サークル選び 真面目な方向の団体に興味があるなら入った方がいい

<聞き手>新入生は、いまオンラインのみの新歓説明会が続く中で、サークル・部活を選ぼうとしています。みんな不安に思っているようですが、アドバイスはありますか。
<吉田さん>不安になるのは当然です。コロナに関係なく普通に不安だと思います。バタバタしてる状況の中でサークル選びをしなきゃいけない。でも、逆にこの状況を逆手にとって、いろいろ情報を持ってから(サークルを)選べると、意外といいものなんだよということを言いたい。連絡してくれたらいつでも相談はのりますよ。

<聞き手>どんなサークル・部活を探せばいいですか?
<吉田さん>大学入ったらとりあえずサークルで遊びながら、バイトして…、みたいなこと考える人がすごい多いなと思っていて。別にその生き方を否定したいわけじゃないけど、何も考えないで周りに流されてそうやっちゃって、いざ就活になって中身がないって嘆く人が多いなと思っています。
 必ずしも遊びメインのサークルには入らなくてもいいと思う。真面目な方向のサークルに興味があるなら入った方がいい。
 責任とお金と時間と言う観点から見たとき、自由度が高いのが大学生で、その過ごし方を決めるのが新歓の時期かなと思っています。学生団体(サークル・部活)で活動して自己成長する道もあるんだよとか、それ以外にもNPOって実は身近な存在でもあって(学生でも)活動できるんだよとか、大学の勉強に打ち込まなくても、あわなかったら他のことを勉強してスキルを上げる手もあるんだよとか。そういった選択肢を持って、そこに一緒に飛び込む仲間をいかに増やせるかっていうのが、すごい鍵になるんじゃないかなと思いますね。

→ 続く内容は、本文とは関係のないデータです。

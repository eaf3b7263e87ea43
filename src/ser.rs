//! Serialization support for querystrings.
//!
//! Serialization happens in two steps: any `Serialize` type is first lowered
//! into a [`Value`] tree by [`ValueSerializer`], which is then flattened and
//! encoded. Struct field names double as tags, so
//! `#[serde(rename = "owner_id,omitempty")]` behaves like the tag
//! `owner_id,omitempty`, and the option `inline` promotes a nested struct's
//! fields into its parent.
//!
//! A renamed field keeps no trace of its Rust identifier, so a name segment
//! cannot be left out: `#[serde(rename = ",omitempty")]` drops the field.
//! Write `"name,omitempty"` instead. Unit structs serialize as empty records.

pub(crate) mod encode;
mod key;

use std::io::Write;

use serde::ser;

use crate::error::*;
use crate::tag::{self, Tag};
use crate::value::{Field, Scalar, Value};
use crate::values::Values;

use key::KeySerializer;

/// Serializes a value into a querystring.
///
/// ```
/// # use serde::Serialize;
/// #[derive(Serialize)]
/// struct Query {
///     name: String,
///     age: u8,
///     occupation: String,
/// }
///
/// let q = Query {
///     name: "Alice".to_owned(),
///     age: 24,
///     occupation: "Student".to_owned(),
/// };
///
/// assert_eq!(
///     urlquery::to_string(&q).unwrap(),
///     "age=24&name=Alice&occupation=Student");
/// ```
pub fn to_string<T: ser::Serialize + ?Sized>(input: &T) -> Result<String> {
    let config = crate::Config::default();
    config.serialize_string(input)
}

/// Serializes a value into querystring bytes.
pub fn to_bytes<T: ser::Serialize + ?Sized>(input: &T) -> Result<Vec<u8>> {
    let config = crate::Config::default();
    config.serialize_bytes(input)
}

/// Serializes a value into a generic writer object.
///
/// ```
/// # use serde::Serialize;
/// #[derive(Serialize)]
/// struct Query {
///     #[serde(rename = "q")]
///     search: String,
///     #[serde(rename = "page,omitempty")]
///     page: u32,
/// }
///
/// let q = Query { search: "rust lang".to_owned(), page: 0 };
///
/// let mut buffer = Vec::new();
/// urlquery::to_writer(&q, &mut buffer).unwrap();
/// assert_eq!(String::from_utf8(buffer).unwrap(), "q=rust+lang");
/// ```
pub fn to_writer<T: ser::Serialize + ?Sized, W: Write>(input: &T, writer: &mut W) -> Result<()> {
    let config = crate::Config::default();
    config.serialize_to_writer(input, writer)
}

/// Flattens a value into a multimap without encoding it.
pub fn to_values<T: ser::Serialize + ?Sized>(input: &T) -> Result<Values> {
    let config = crate::Config::default();
    config.serialize_values(input)
}

/// Lowers any `Serialize` type into a [`Value`] tree.
///
/// This never fails for the data itself: types without a query
/// representation become [`Value::Unsupported`]. Errors only come from
/// `Serialize` implementations that report one.
pub fn to_value<T: ser::Serialize + ?Sized>(input: &T) -> Result<Value> {
    input.serialize(ValueSerializer)
}

/// A serializer producing [`Value`] trees.
///
/// | serde data model              | value                    |
/// |-------------------------------|--------------------------|
/// | bool, integers, floats        | [`Value::Scalar`]        |
/// | char, str, unit variant       | [`Scalar::Str`]          |
/// | option                        | [`Value::Optional`]      |
/// | seq, tuple, tuple struct      | [`Value::Sequence`]      |
/// | map                           | [`Value::Map`]           |
/// | struct                        | [`Value::Record`]        |
/// | newtype struct                | the inner value          |
/// | everything else               | [`Value::Unsupported`]   |
#[derive(Clone, Copy, Debug, Default)]
pub struct ValueSerializer;

macro_rules! serialize_scalar {
    (
        $($ty:ty => $meth:ident => $variant:ident as $as:ty,)*) => {
        $(
            fn $meth(self, v: $ty) -> Result<Self::Ok> {
                Ok(Value::Scalar(Scalar::$variant(v as $as)))
            }
        )*
    };
}

impl ser::Serializer for ValueSerializer {
    type Ok = Value;
    type Error = Error;
    type SerializeSeq = SeqBuilder;
    type SerializeTuple = SeqBuilder;
    type SerializeTupleStruct = SeqBuilder;
    type SerializeTupleVariant = Discard<Value>;
    type SerializeMap = MapBuilder;
    type SerializeStruct = RecordBuilder;
    type SerializeStructVariant = Discard<Value>;

    serialize_scalar! {
        u8  => serialize_u8  => Uint as u64,
        u16 => serialize_u16 => Uint as u64,
        u32 => serialize_u32 => Uint as u64,
        u64 => serialize_u64 => Uint as u64,
        i8  => serialize_i8  => Int as i64,
        i16 => serialize_i16 => Int as i64,
        i32 => serialize_i32 => Int as i64,
        i64 => serialize_i64 => Int as i64,
        f32 => serialize_f32 => Float as f64,
        f64 => serialize_f64 => Float as f64,
    }

    fn serialize_bool(self, v: bool) -> Result<Self::Ok> {
        Ok(Value::Scalar(Scalar::Bool(v)))
    }

    fn serialize_char(self, v: char) -> Result<Self::Ok> {
        Ok(Value::from(v))
    }

    fn serialize_str(self, v: &str) -> Result<Self::Ok> {
        Ok(Value::from(v))
    }

    fn serialize_bytes(self, _value: &[u8]) -> Result<Self::Ok> {
        Ok(Value::Unsupported)
    }

    fn serialize_unit(self) -> Result<Self::Ok> {
        Ok(Value::Unsupported)
    }

    fn serialize_unit_struct(self, _name: &'static str) -> Result<Self::Ok> {
        Ok(Value::Record(Vec::new()))
    }

    fn serialize_unit_variant(
        self,
        _name: &'static str,
        _variant_index: u32,
        variant: &'static str,
    ) -> Result<Self::Ok> {
        Ok(Value::from(variant))
    }

    fn serialize_newtype_struct<T: ?Sized + ser::Serialize>(
        self,
        _name: &'static str,
        value: &T,
    ) -> Result<Self::Ok> {
        value.serialize(self)
    }

    fn serialize_newtype_variant<T: ?Sized + ser::Serialize>(
        self,
        _name: &'static str,
        _variant_index: u32,
        _variant: &'static str,
        _value: &T,
    ) -> Result<Self::Ok> {
        Ok(Value::Unsupported)
    }

    fn serialize_none(self) -> Result<Self::Ok> {
        Ok(Value::none())
    }

    fn serialize_some<T: ?Sized + ser::Serialize>(self, value: &T) -> Result<Self::Ok> {
        Ok(Value::some(value.serialize(self)?))
    }

    fn serialize_seq(self, len: Option<usize>) -> Result<Self::SerializeSeq> {
        Ok(SeqBuilder::with_capacity(len.unwrap_or(0)))
    }

    fn serialize_tuple(self, len: usize) -> Result<Self::SerializeTuple> {
        Ok(SeqBuilder::with_capacity(len))
    }

    fn serialize_tuple_struct(
        self,
        _name: &'static str,
        len: usize,
    ) -> Result<Self::SerializeTupleStruct> {
        Ok(SeqBuilder::with_capacity(len))
    }

    fn serialize_tuple_variant(
        self,
        _name: &'static str,
        _variant_index: u32,
        _variant: &'static str,
        _len: usize,
    ) -> Result<Self::SerializeTupleVariant> {
        Ok(Discard::new(Value::Unsupported))
    }

    fn serialize_map(self, len: Option<usize>) -> Result<Self::SerializeMap> {
        Ok(MapBuilder::with_capacity(len.unwrap_or(0)))
    }

    fn serialize_struct(self, _name: &'static str, len: usize) -> Result<Self::SerializeStruct> {
        Ok(RecordBuilder::with_capacity(len))
    }

    fn serialize_struct_variant(
        self,
        _name: &'static str,
        _variant_index: u32,
        _variant: &'static str,
        _len: usize,
    ) -> Result<Self::SerializeStructVariant> {
        Ok(Discard::new(Value::Unsupported))
    }
}

impl ser::Error for Error {
    fn custom<T>(msg: T) -> Self
    where
        T: std::fmt::Display,
    {
        Error::Custom(msg.to_string())
    }
}

#[doc(hidden)]
pub struct SeqBuilder {
    items: Vec<Value>,
}

impl SeqBuilder {
    fn with_capacity(len: usize) -> Self {
        Self {
            items: Vec::with_capacity(len),
        }
    }

    fn push<T: ser::Serialize + ?Sized>(&mut self, value: &T) -> Result<()> {
        self.items.push(value.serialize(ValueSerializer)?);
        Ok(())
    }
}

impl ser::SerializeSeq for SeqBuilder {
    type Ok = Value;
    type Error = Error;

    fn serialize_element<T>(&mut self, value: &T) -> Result<()>
    where
        T: ser::Serialize + ?Sized,
    {
        self.push(value)
    }

    fn end(self) -> Result<Self::Ok> {
        Ok(Value::Sequence(self.items))
    }
}

impl ser::SerializeTuple for SeqBuilder {
    type Ok = Value;
    type Error = Error;

    fn serialize_element<T>(&mut self, value: &T) -> Result<()>
    where
        T: ser::Serialize + ?Sized,
    {
        self.push(value)
    }

    fn end(self) -> Result<Self::Ok> {
        Ok(Value::Sequence(self.items))
    }
}

impl ser::SerializeTupleStruct for SeqBuilder {
    type Ok = Value;
    type Error = Error;

    fn serialize_field<T>(&mut self, value: &T) -> Result<()>
    where
        T: ser::Serialize + ?Sized,
    {
        self.push(value)
    }

    fn end(self) -> Result<Self::Ok> {
        Ok(Value::Sequence(self.items))
    }
}

#[doc(hidden)]
pub struct MapBuilder {
    entries: Vec<(String, Value)>,
    // `Some(None)` marks a key that could not be rendered as a string;
    // its value is dropped.
    key: Option<Option<String>>,
}

impl MapBuilder {
    fn with_capacity(len: usize) -> Self {
        Self {
            entries: Vec::with_capacity(len),
            key: None,
        }
    }
}

impl ser::SerializeMap for MapBuilder {
    type Ok = Value;
    type Error = Error;

    fn serialize_key<T>(&mut self, key: &T) -> Result<()>
    where
        T: ser::Serialize + ?Sized,
    {
        self.key = Some(key.serialize(KeySerializer)?);
        Ok(())
    }

    fn serialize_value<T>(&mut self, value: &T) -> Result<()>
    where
        T: ser::Serialize + ?Sized,
    {
        let key = self
            .key
            .take()
            .ok_or_else(|| Error::Custom("map value serialized before its key".to_string()))?;
        let value = value.serialize(ValueSerializer)?;
        match key {
            Some(key) => self.entries.push((key, value)),
            None => tracing::trace!("dropping map entry with a non-scalar key"),
        }
        Ok(())
    }

    fn end(self) -> Result<Self::Ok> {
        Ok(Value::Map(self.entries))
    }
}

#[doc(hidden)]
pub struct RecordBuilder {
    fields: Vec<Field>,
}

impl RecordBuilder {
    fn with_capacity(len: usize) -> Self {
        Self {
            fields: Vec::with_capacity(len),
        }
    }
}

impl ser::SerializeStruct for RecordBuilder {
    type Ok = Value;
    type Error = Error;

    fn serialize_field<T>(&mut self, key: &'static str, value: &T) -> Result<()>
    where
        T: ser::Serialize + ?Sized,
    {
        // no declared identifier to fall back on once a field is renamed
        if key.split(',').next().is_none_or(str::is_empty) {
            tracing::trace!(field = key, "skipping field without a name");
            return Ok(());
        }
        let value = value.serialize(ValueSerializer)?;
        let inline = Tag::parse(key, key).has(tag::INLINE);
        self.fields
            .push(Field::new(key, value).tag(key).inline(inline));
        Ok(())
    }

    fn end(self) -> Result<Self::Ok> {
        Ok(Value::Record(self.fields))
    }
}

/// Accepts and ignores every element, producing a fixed result.
///
/// Used for compound shapes that have no query representation, such as
/// enum variants carrying data or compound map keys.
#[doc(hidden)]
pub struct Discard<Ok> {
    ok: Ok,
}

impl<Ok> Discard<Ok> {
    pub(crate) fn new(ok: Ok) -> Self {
        Self { ok }
    }
}

impl<Ok> ser::SerializeSeq for Discard<Ok> {
    type Ok = Ok;
    type Error = Error;

    fn serialize_element<T: ser::Serialize + ?Sized>(&mut self, _value: &T) -> Result<()> {
        Ok(())
    }

    fn end(self) -> Result<Ok> {
        Ok(self.ok)
    }
}

impl<Ok> ser::SerializeTuple for Discard<Ok> {
    type Ok = Ok;
    type Error = Error;

    fn serialize_element<T: ser::Serialize + ?Sized>(&mut self, _value: &T) -> Result<()> {
        Ok(())
    }

    fn end(self) -> Result<Ok> {
        Ok(self.ok)
    }
}

impl<Ok> ser::SerializeTupleStruct for Discard<Ok> {
    type Ok = Ok;
    type Error = Error;

    fn serialize_field<T: ser::Serialize + ?Sized>(&mut self, _value: &T) -> Result<()> {
        Ok(())
    }

    fn end(self) -> Result<Ok> {
        Ok(self.ok)
    }
}

impl<Ok> ser::SerializeTupleVariant for Discard<Ok> {
    type Ok = Ok;
    type Error = Error;

    fn serialize_field<T: ser::Serialize + ?Sized>(&mut self, _value: &T) -> Result<()> {
        Ok(())
    }

    fn end(self) -> Result<Ok> {
        Ok(self.ok)
    }
}

impl<Ok> ser::SerializeMap for Discard<Ok> {
    type Ok = Ok;
    type Error = Error;

    fn serialize_key<T: ser::Serialize + ?Sized>(&mut self, _key: &T) -> Result<()> {
        Ok(())
    }

    fn serialize_value<T: ser::Serialize + ?Sized>(&mut self, _value: &T) -> Result<()> {
        Ok(())
    }

    fn end(self) -> Result<Ok> {
        Ok(self.ok)
    }
}

impl<Ok> ser::SerializeStruct for Discard<Ok> {
    type Ok = Ok;
    type Error = Error;

    fn serialize_field<T: ser::Serialize + ?Sized>(
        &mut self,
        _key: &'static str,
        _value: &T,
    ) -> Result<()> {
        Ok(())
    }

    fn end(self) -> Result<Ok> {
        Ok(self.ok)
    }
}

impl<Ok> ser::SerializeStructVariant for Discard<Ok> {
    type Ok = Ok;
    type Error = Error;

    fn serialize_field<T: ser::Serialize + ?Sized>(
        &mut self,
        _key: &'static str,
        _value: &T,
    ) -> Result<()> {
        Ok(())
    }

    fn end(self) -> Result<Ok> {
        Ok(self.ok)
    }
}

(写真:ニュースネットの記者がオンラインでインタビューした 2020年6月21日)

「コロナ禍があったからこそ今がある」と将来言いたい

<聞き手>このコロナ禍の中を生きる神大生に対して、どんな思いを持っていますか?
<吉田さん>みんなで乗り越えていきたいです。自分もこのオンデマンドの体制で正規の授業料をはらっているのに不満があります。そういう風に感じてない人は少ない。でも、文句を言うんじゃなくて、前を向いて。この状況を楽しみながら、「コロナ禍があったからこそ今があるね」とかいろんな興味をもつようになったね、とか(将来)言えるようになりたい。「一緒に支えあいながら過ごせたらいいね」と言いあいたい。ものは捉え方だな、ということですね。

<文:山本慶典、大垣 萌、塚本 光>

【アイセック】
NPO法人 アイセック・ジャパン(AIESEC in Japan)。海外インターンシップ事業の運営をし、世界126の国と地域に支部を持つ世界最大の学生NPO団体の日本支部。世界中にいる70000人以上の仲間と、平和で人々の可能性が最大限発揮された社会を目指して活動している。神戸大のほかにも国内25大学に委員会がある。

【吉田涼一 よしだ・りょういち】
1999年8月生まれ。大阪府立北野高校卒。2018年神戸大文学部入学。今年の5月末にアイセックを引退。現在は「NPO法人ユナイテッドアース」、「未来を創る100人会議」で活動。「ユナイテッドアース」では7月豪雨支援の学生リーダーに任命され、活動している。「未来を創る100人会議」では副代表も務めている。